Bei Würdigung der Gesamtumstände war vorliegend ein Ordnungsgeld in Höhe von 100.00,– € angemessen. Zwar kann dafür nicht berücksichtigt werden, dass die Schuldnerin nach dem Urteil der Kammer grundsätzlich bereits seit Mitte 2012 verpflichtet gewesen wäre, die IP-Klausel im Sinne der gerichtlichen Beanstandungen zu abzuändern. Denn eine Zuwiderhandlung gegen die Unterlassungsverpflichtung war im Rechtssinne erst relevant, als das Urteil (vorläufig) vollstreckbar war. Da der Gläubiger zu keinem Zeitpunkt die zur (vorläufigen) Vollstreckung angeordnete Sicherheitsleistung erbracht hat, war dies erst mit entsprechender (Teil-) Rechtskraft des Urteils – mithin am 18. Juni 2015 – der Fall. Trotzdem ist die erhebliche Ordnungsmaßnahme dadurch gerechtfertigt, dass die nunmehr verwendete – das Verbot verletzende – Klausel – eine sehr große Anzahl von Nutzern betrifft und deren Rechte ganz erheblich einschränkt. Im Übrigen erfolgte die endgültige Bestätigung des Verbots aufgrund der Nichtzulassungsentscheidung des Bundesgerichtshofes vom 1. Oktober 2015 für die Schuldnerin nicht völlig unerwartet, so dass sie die danach erforderlichen Änderungen bereits soweit hätte vorbereiten können, dass diese jedenfalls zum Zeitpunkt des hier angegriffenen Verstoßes im Dezember 2015 abgeschlossen gewesen waren. Die Beibehaltung einer Klausel mit dem gerichtlich beanstandeten Inhalt lässt dem gegenüber erkennen, dass die Schuldnerin das gerichtliche Verbot nicht ausreichend ernst genommen hat. Die erforderliche Sanktion dieses Verhaltens muss auch für die wirtschaftlich starke Schuldnerin zumindest spürbar sein.
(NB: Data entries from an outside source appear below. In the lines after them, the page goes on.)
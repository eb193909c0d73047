//! Indicator module: packet and tick entry points
//!
//! The host calls [`IndicatorModule::on_packet_received`] inline for every
//! packet it hears and [`IndicatorModule::on_tick`] whenever the interval
//! returned by the previous tick has elapsed. The ambient lighting owner
//! reports its state through [`IndicatorModule::on_ambient_changed`], once at
//! boot and again on every change. Neither call blocks beyond a
//! strip render, and neither ever fails.

use log::{debug, info, warn};

use crate::blink::{AmbientLighting, BlinkController};
use crate::color::AlertColor;
use crate::config::{IndicatorConfig, IndicatorSettings};
use crate::duplicates::{DuplicateCounters, DuplicateWatcher, RouterCounters};
use crate::port::{AlertPolicy, PortClass, PortNum};
use crate::surface::LedSurface;

/// Tick period while running; short enough to catch duplicates promptly
pub const TICK_INTERVAL_MS: u64 = 100;

/// When the scheduler should call [`IndicatorModule::on_tick`] next.
#[derive(Debug, Clone, Copy, PartialEq, Eq)]
pub enum NextTick {
    AfterMs(u64),
    /// Stop scheduling this module
    Never,
}

/// The parts of a received mesh packet the indicator looks at.
#[derive(Debug, Clone, Copy, PartialEq, Eq)]
pub struct MeshPacketInfo {
    /// Sending node number
    pub from: u32,
    pub port: PortNum,
    pub id: u32,
}

/// What [`IndicatorModule::on_packet_received`] did with a packet.
///
/// Purely informational; packet dispatch continues in every case.
#[derive(Debug, Clone, Copy, PartialEq, Eq)]
pub enum PacketDisposition {
    /// Module disabled or without hardware
    Inactive,
    /// Sent by this node, not received over the radio
    LocallyGenerated,
    AlertsDisabled(PortClass),
    Blinked(AlertColor),
}

#[derive(Debug)]
struct Running {
    config: IndicatorConfig,
    policy: AlertPolicy,
    duplicates: DuplicateWatcher,
    blink: BlinkController,
}

#[derive(Debug)]
enum Phase {
    /// Configuration not resolved yet
    Pending(IndicatorSettings),
    Running(Running),
    Disabled,
}

pub struct IndicatorModule<S> {
    surface: S,
    phase: Phase,
}

impl<S: LedSurface> IndicatorModule<S> {
    /// Settings are validated on first use, not here.
    pub fn new(settings: IndicatorSettings, surface: S) -> Self {
        Self {
            surface,
            phase: Phase::Pending(settings),
        }
    }

    pub fn surface(&self) -> &S {
        &self.surface
    }

    /// Resolved configuration, once the module has started.
    pub fn config(&self) -> Option<&IndicatorConfig> {
        match &self.phase {
            Phase::Running(r) => Some(&r.config),
            _ => None,
        }
    }

    pub fn blink(&self) -> Option<&BlinkController> {
        match &self.phase {
            Phase::Running(r) => Some(&r.blink),
            _ => None,
        }
    }

    pub fn duplicate_counters(&self) -> Option<DuplicateCounters> {
        match &self.phase {
            Phase::Running(r) => Some(r.duplicates.counters()),
            _ => None,
        }
    }

    pub fn is_disabled(&self) -> bool {
        matches!(self.phase, Phase::Disabled)
    }

    /// Handle a packet heard on the radio, addressed to us or not.
    pub fn on_packet_received(
        &mut self,
        packet: &MeshPacketInfo,
        local_node: u32,
        now_ms: u64,
    ) -> PacketDisposition {
        self.start();
        let Phase::Running(running) = &mut self.phase else {
            return PacketDisposition::Inactive;
        };

        if packet.from == local_node {
            debug!("Packet ignored - locally generated (from: 0x{:08x})", packet.from);
            return PacketDisposition::LocallyGenerated;
        }

        debug!(
            "Processing packet from 0x{:08x}, PortNum: {}, ID: 0x{:08x}",
            packet.from,
            u32::from(packet.port),
            packet.id
        );

        if !running.policy.should_alert(packet.port) {
            debug!("Packet ignored - PortNum {} alerts disabled", u32::from(packet.port));
            return PacketDisposition::AlertsDisabled(packet.port.class());
        }

        let color = running.policy.color_for(packet.port);
        debug!(
            "Triggering blink for PortNum {} (Color: {color}, R:{} G:{} B:{})",
            u32::from(packet.port),
            color.r(),
            color.g(),
            color.b()
        );
        running.blink.trigger(color, now_ms, &mut self.surface);
        PacketDisposition::Blinked(color)
    }

    /// Periodic work: duplicate polling, then blink expiry.
    ///
    /// `router` is `None` while the router isn't up; duplicate polling is
    /// skipped until it is.
    pub fn on_tick(
        &mut self,
        now_ms: u64,
        router: Option<RouterCounters>,
        ambient: &AmbientLighting,
    ) -> NextTick {
        self.start();
        let Phase::Running(running) = &mut self.phase else {
            return NextTick::Never;
        };

        if let Some(color) = router.and_then(|counters| running.duplicates.poll(counters)) {
            debug!("Triggering duplicate blink (Color: {color})");
            running.blink.trigger(color, now_ms, &mut self.surface);
        }

        running.blink.check_expiry(now_ms, &mut self.surface, ambient);

        NextTick::AfterMs(TICK_INTERVAL_MS)
    }

    /// Apply the ambient lighting owner's current state.
    ///
    /// Idle strips are repainted immediately, whether or not alerts are
    /// enabled. During a blink only the brightness to restore is updated;
    /// the color is read again when the blink ends.
    pub fn on_ambient_changed(&mut self, ambient: &AmbientLighting) {
        if !self.surface.is_present() {
            return;
        }
        if let Phase::Running(running) = &mut self.phase {
            if running.blink.ambient_brightness_changed(ambient.brightness) {
                return;
            }
        }
        ambient.paint(&mut self.surface);
    }

    /// Resolve configuration on first use.
    fn start(&mut self) {
        let Phase::Pending(settings) = &self.phase else {
            return;
        };
        let config = IndicatorConfig::from_settings(settings);

        if !config.enabled {
            info!("Packet indicator disabled by configuration");
            self.phase = Phase::Disabled;
            return;
        }
        if !self.surface.is_present() {
            warn!("Packet indicator enabled but no LED strip is available, disabling");
            self.phase = Phase::Disabled;
            return;
        }

        info!(
            "Packet indicator initialized: Pin:{}, Count:{}, Blink:{}ms, Brightness:{}",
            config.data_pin, config.led_count, config.blink_duration_ms, config.brightness
        );
        let alerts = &config.alerts;
        debug!("Alert configuration:");
        debug!("  Text Messages: {}", enabled_str(alerts.text_messages));
        debug!("  Position: {}", enabled_str(alerts.position));
        debug!("  Admin: {}", enabled_str(alerts.admin));
        debug!("  Telemetry: {}", enabled_str(alerts.telemetry));
        debug!("  Others: {}", enabled_str(alerts.others));
        debug!("  Duplicates: {}", enabled_str(alerts.duplicates));

        self.phase = Phase::Running(Running {
            config,
            policy: AlertPolicy::new(config.alerts),
            duplicates: DuplicateWatcher::new(config.alerts.duplicates),
            blink: BlinkController::new(&config),
        });
    }
}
Die Kostenentscheidung beruht auf §§ 891 S. 3, 91 ZPO. Der Verfahrenswert war nach ständiger Rechtsprechung der Berliner Wettbewerbskammern in Höhe des verhängten Ordnungsgeldes zu verhängen, da dieses den ansonsten maßgeblichen Wert, nämlich 1/6 des Wertes des vorangegangenen Erkenntnisverfahrens deutlich übersteigt.